▶ WHAT TO WORK ON: In the entries below, find each line with the string "accent" and copy it.

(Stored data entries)
▽

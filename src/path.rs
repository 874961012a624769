//! Accessor paths for error messages.
//!
//! A path is a plain string (`root.profile.tags[2]`) threaded through nested
//! parser calls. Each nesting level derives a new string; parent paths are
//! never mutated in place.

/// Path assigned to the top-level value of a parse.
pub const ROOT: &str = "root";

/// Derive the path of a named member.
///
/// # Examples
///
/// ```
/// use nuages::path;
///
/// assert_eq!(path::key(path::ROOT, "name"), "root.name");
/// ```
pub fn key(parent: &str, key: &str) -> String {
	format!("{parent}.{key}")
}

/// Derive the path of a sequence element.
///
/// # Examples
///
/// ```
/// use nuages::path;
///
/// assert_eq!(path::index("root.tags", 2), "root.tags[2]");
/// ```
pub fn index(parent: &str, index: usize) -> String {
	format!("{parent}[{index}]")
}
//! Persisted form of an edited panel: the resource catalog plus the view tree
//! with every attribute stored as its string form.

use crate::attributes::UiAttributes;
use crate::catalog::ResourceCatalog;
use crate::registry::ViewRegistry;
use crate::tree::{DetachedSubtree, ViewId, ViewTree};
use serde::{Deserialize, Serialize};
use thiserror::Error;
use uuid::Uuid;

/// Errors raised while loading a document.
#[derive(Debug, Error)]
pub enum DocumentError {
    #[error("JSON error: {0}")]
    Json(#[from] serde_json::Error),
    #[error("Root view class '{0}' is not registered")]
    UnknownRootClass(String),
    #[error("Document has no root view")]
    MissingRoot,
}

/// One view and its children in document form.
#[derive(Debug, Clone, PartialEq, Serialize, Deserialize)]
pub struct SerializedView {
    pub class: String,
    #[serde(default)]
    pub attributes: UiAttributes,
    #[serde(default, skip_serializing_if = "Vec::is_empty")]
    pub children: Vec<SerializedView>,
}

impl SerializedView {
    pub fn new(class: impl Into<String>, attributes: UiAttributes) -> Self {
        Self {
            class: class.into(),
            attributes,
            children: Vec::new(),
        }
    }

    pub fn with_child(mut self, child: SerializedView) -> Self {
        self.children.push(child);
        self
    }

    /// Capture `id` and its subtree from a live tree.
    pub fn capture(
        tree: &ViewTree,
        id: ViewId,
        registry: &ViewRegistry,
        catalog: &ResourceCatalog,
    ) -> Option<Self> {
        let node = tree.get(id)?;
        Some(Self {
            class: node.class().to_string(),
            attributes: registry.attributes_for(node, catalog),
            children: node
                .children()
                .iter()
                .filter_map(|&child| Self::capture(tree, child, registry, catalog))
                .collect(),
        })
    }

    /// Number of views in this subtree.
    pub fn count(&self) -> usize {
        1 + self.children.iter().map(SerializedView::count).sum::<usize>()
    }

    fn build(&self, registry: &ViewRegistry, catalog: &ResourceCatalog) -> Option<DetachedSubtree> {
        let Some(node) = registry.create(&self.class, &self.attributes, catalog) else {
            log::warn!("skipping '{}' view: class is not registered", self.class);
            return None;
        };
        let mut subtree = DetachedSubtree::new(node);
        let parent = subtree.root();
        for child in &self.children {
            if let Some(child) = child.build(registry, catalog) {
                subtree.push_child(parent, child);
            }
        }
        Some(subtree)
    }
}

/// A saved panel.
#[derive(Debug, Clone, Serialize, Deserialize)]
pub struct Document {
    /// Unique document identifier.
    pub id: String,
    /// Document name.
    pub name: String,
    #[serde(default)]
    pub catalog: ResourceCatalog,
    #[serde(default)]
    pub root: Option<SerializedView>,
}

impl Document {
    /// An empty document with a fresh id.
    pub fn new(name: impl Into<String>) -> Self {
        Self {
            id: Uuid::new_v4().to_string(),
            name: name.into(),
            catalog: ResourceCatalog::new(),
            root: None,
        }
    }

    /// Capture a live tree and its catalog.
    pub fn from_tree(
        name: impl Into<String>,
        tree: &ViewTree,
        catalog: &ResourceCatalog,
        registry: &ViewRegistry,
    ) -> Self {
        Self {
            root: SerializedView::capture(tree, tree.root(), registry, catalog),
            catalog: catalog.clone(),
            ..Self::new(name)
        }
    }

    /// Rebuild the catalog and the live tree.
    ///
    /// Views naming unknown classes are skipped along with their subtrees;
    /// only an unusable root fails the load.
    pub fn build(&self, registry: &ViewRegistry) -> Result<(ResourceCatalog, ViewTree), DocumentError> {
        let root = self.root.as_ref().ok_or(DocumentError::MissingRoot)?;
        let mut catalog = self.catalog.clone();
        catalog.rebuild_indices();
        if !registry.contains(&root.class) {
            return Err(DocumentError::UnknownRootClass(root.class.clone()));
        }
        let subtree = root
            .build(registry, &catalog)
            .ok_or_else(|| DocumentError::UnknownRootClass(root.class.clone()))?;
        log::debug!("loaded document '{}' with {} views", self.name, subtree.len());
        Ok((catalog, ViewTree::new(subtree)))
    }

    /// Serialize the document to JSON.
    pub fn to_json(&self) -> Result<String, serde_json::Error> {
        serde_json::to_string_pretty(self)
    }

    /// Deserialize a document from JSON.
    pub fn from_json(json: &str) -> Result<Self, serde_json::Error> {
        let mut document: Self = serde_json::from_str(json)?;
        document.catalog.rebuild_indices();
        Ok(document)
    }
}
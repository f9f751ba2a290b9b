//! Surface abstraction and the edit overlay renderer.

use kurbo::{Point, Rect};
use panelkit_core::EditController;
use panelkit_core::handles::handle_rects;
use peniko::Color;

/// Drawing backend the overlay is painted onto.
///
/// Coordinates are in root-view space. Hosts map them to device pixels.
pub trait Surface {
    fn stroke_rect(&mut self, rect: Rect, color: Color, width: f64);

    fn fill_rect(&mut self, rect: Rect, color: Color);

    fn stroke_line(&mut self, from: Point, to: Point, color: Color, width: f64);
}

/// Colors and stroke widths of the overlay.
#[derive(Debug, Clone, Copy, PartialEq)]
pub struct OverlayStyle {
    /// Frame around each selected view.
    pub selection_color: Color,
    /// Fill of resize handles.
    pub handle_color: Color,
    /// Guide line color.
    pub guide_color: Color,
    /// Frame of the container a drop would land in.
    pub drop_color: Color,
    pub line_width: f64,
}

impl Default for OverlayStyle {
    fn default() -> Self {
        Self {
            selection_color: Color::from_rgba8(59, 130, 246, 255), // Blue
            handle_color: Color::from_rgba8(59, 130, 246, 255),
            guide_color: Color::from_rgba8(236, 72, 153, 200), // Pink
            drop_color: Color::from_rgba8(34, 197, 94, 255), // Green
            line_width: 1.0,
        }
    }
}

impl OverlayStyle {
    pub fn with_selection_color(mut self, color: Color) -> Self {
        self.selection_color = color;
        self
    }

    pub fn with_guide_color(mut self, color: Color) -> Self {
        self.guide_color = color;
        self
    }

    pub fn with_line_width(mut self, width: f64) -> Self {
        self.line_width = width;
        self
    }
}

/// Paints selection frames, resize handles, guide lines and the drop target.
#[derive(Debug, Clone, Default)]
pub struct OverlayRenderer {
    style: OverlayStyle,
}

impl OverlayRenderer {
    pub fn new(style: OverlayStyle) -> Self {
        Self { style }
    }

    pub fn style(&self) -> &OverlayStyle {
        &self.style
    }

    /// Draw the overlay for the editor's current state. Nothing is drawn
    /// outside edit mode.
    pub fn draw(&self, surface: &mut dyn Surface, editor: &EditController) {
        if !editor.is_editing() {
            return;
        }
        let tree = editor.tree();
        let width = self.style.line_width;

        if let Some(target) = editor.drop_highlight() {
            surface.stroke_rect(target, self.style.drop_color, width * 2.0);
            for preview in editor.drop_preview() {
                surface.stroke_rect(preview, self.style.drop_color, width);
            }
        }

        for id in editor.selection().iter() {
            if let Some(frame) = tree.global_frame(id) {
                surface.stroke_rect(frame, self.style.selection_color, width);
            }
        }

        // Handles for a single selection only.
        if let Some(id) = editor.selection().single() {
            if let Some(frame) = tree.global_frame(id) {
                let is_root = id == tree.root();
                for (zone, rect) in handle_rects(frame, editor.config().handle_size) {
                    if is_root && !zone.allowed_on_root() {
                        continue;
                    }
                    surface.fill_rect(rect, self.style.handle_color);
                }
            }
        }

        if let Some(guides) = editor.guides() {
            let Some(area) = tree.global_frame(tree.root()) else {
                return;
            };
            for (from, to) in guides.segments(area) {
                surface.stroke_line(from, to, self.style.guide_color, width);
            }
        }
    }
}
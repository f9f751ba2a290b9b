//! Algebraic properties of snapping, selection bounds and attribute strings.

use kurbo::{Point, Rect, Size};
use panelkit_core::attributes::FontDesc;
use panelkit_core::registry::CONTAINER_CLASS;
use panelkit_core::snap::snapped_delta;
use panelkit_core::{
    EditController, EditorConfig, ResourceCatalog, Rgba, UiAttributes, ViewRegistry, snap_to_grid,
};
use std::sync::Arc;

#[test]
fn test_snapping_is_idempotent() {
    let points = [
        Point::new(0.0, 0.0),
        Point::new(3.2, 7.9),
        Point::new(103.0, 107.0),
        Point::new(-14.5, 22.0),
        Point::new(999.99, 0.01),
    ];
    for grid in [1, 2, 5, 10, 16] {
        for p in points {
            let once = snap_to_grid(p, grid);
            assert_eq!(snap_to_grid(once, grid), once, "grid {} point {:?}", grid, p);
        }
    }
}

#[test]
fn test_snapped_delta_uses_grid_positions() {
    let delta = snapped_delta(Point::new(103.0, 107.0), Point::new(118.0, 122.0), 10);
    assert_eq!((delta.x, delta.y), (10.0, 20.0));
}

#[test]
fn test_selection_bounds_cover_member_frames() {
    let mut ed = EditController::with_root(
        Arc::new(ViewRegistry::with_builtins()),
        CONTAINER_CLASS,
        Size::new(400.0, 300.0),
        EditorConfig::default(),
    )
    .unwrap();
    let group = ed.create_new_view(CONTAINER_CLASS, Point::new(200.0, 100.0)).unwrap();
    let inner = ed.create_new_view("View", Point::new(220.0, 130.0)).unwrap();
    let outer = ed.create_new_view("View", Point::new(30.0, 40.0)).unwrap();
    assert_eq!(ed.tree().parent(inner), Some(group));

    ed.select_all();
    let mut selection = ed.selection().clone();
    selection.add(inner);
    let expected = [group, inner, outer]
        .iter()
        .filter_map(|&id| ed.tree().global_frame(id))
        .fold(None::<Rect>, |acc, r| Some(acc.map_or(r, |a| a.union(r))));
    assert_eq!(selection.bounds(ed.tree()), expected);
    assert_eq!(expected, Some(Rect::new(30.0, 40.0, 270.0, 180.0)));
}

#[test]
fn test_every_builtin_attribute_reads_back_what_it_applies() {
    let registry = ViewRegistry::with_builtins();
    let mut catalog = ResourceCatalog::new();
    catalog.define_color("accent", Rgba::new(200, 40, 40, 255));
    catalog.define_font(
        "caption",
        FontDesc {
            family: "Inter".into(),
            size: 11.0,
            bold: true,
            italic: false,
        },
    );
    catalog.define_tag("cutoff", 7);

    let samples = UiAttributes::new()
        .with("origin", "12, 34")
        .with("size", "80, 24")
        .with("opacity", "0.5")
        .with("font", "caption")
        .with("font-color", "accent")
        .with("back-color", "#102030")
        .with("control-tag", "cutoff")
        .with("title", "Cutoff")
        .with("text-alignment", "left");

    for class in registry.class_names() {
        let node = registry.create(class, &samples, &catalog).unwrap();
        for (name, _) in registry.inspect(&node) {
            let Some(value) = registry.read(&node, name, &catalog) else {
                continue;
            };
            let mut copy = node.clone();
            assert!(registry.apply(&mut copy, &UiAttributes::new().with(name, value.as_str()), &catalog));
            assert_eq!(
                registry.read(&copy, name, &catalog).as_deref(),
                Some(value.as_str()),
                "{}.{}",
                class,
                name
            );
        }
    }
}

△

▶ WRITTEN REPLY:
    catalog.define_color("accent", Rgba::new(200, 40, 40, 255));
        .with("font-color", "accent")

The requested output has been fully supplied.